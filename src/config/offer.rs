use serde::{Deserialize, Serialize};

#[derive(Debug, Deserialize, Serialize, Clone, Copy, PartialEq, Eq)]
#[serde(rename_all = "lowercase")]
pub enum OfferKind {
    Promo,
    Membership,
}

impl std::fmt::Display for OfferKind {
    fn fmt(&self, f: &mut std::fmt::Formatter<'_>) -> std::fmt::Result {
        match self {
            OfferKind::Promo => write!(f, "promo"),
            OfferKind::Membership => write!(f, "membership"),
        }
    }
}

/// An entry in offers.toml
#[derive(Debug, Deserialize, Serialize, Clone)]
pub struct Offer {
    pub name: String,
    #[serde(default = "default_kind")]
    pub kind: OfferKind,
    #[serde(default)]
    pub percentage: Option<f64>,
    #[serde(default)]
    pub amount: Option<f64>,
    #[serde(default = "default_active")]
    pub active: bool,
}

fn default_kind() -> OfferKind {
    OfferKind::Promo
}

fn default_active() -> bool {
    true
}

What to work on —
Copy out each line of the entries where the word "Membership" is found.

Reply to the exercise —
    Membership,
            OfferKind::Membership => write!(f, "membership"),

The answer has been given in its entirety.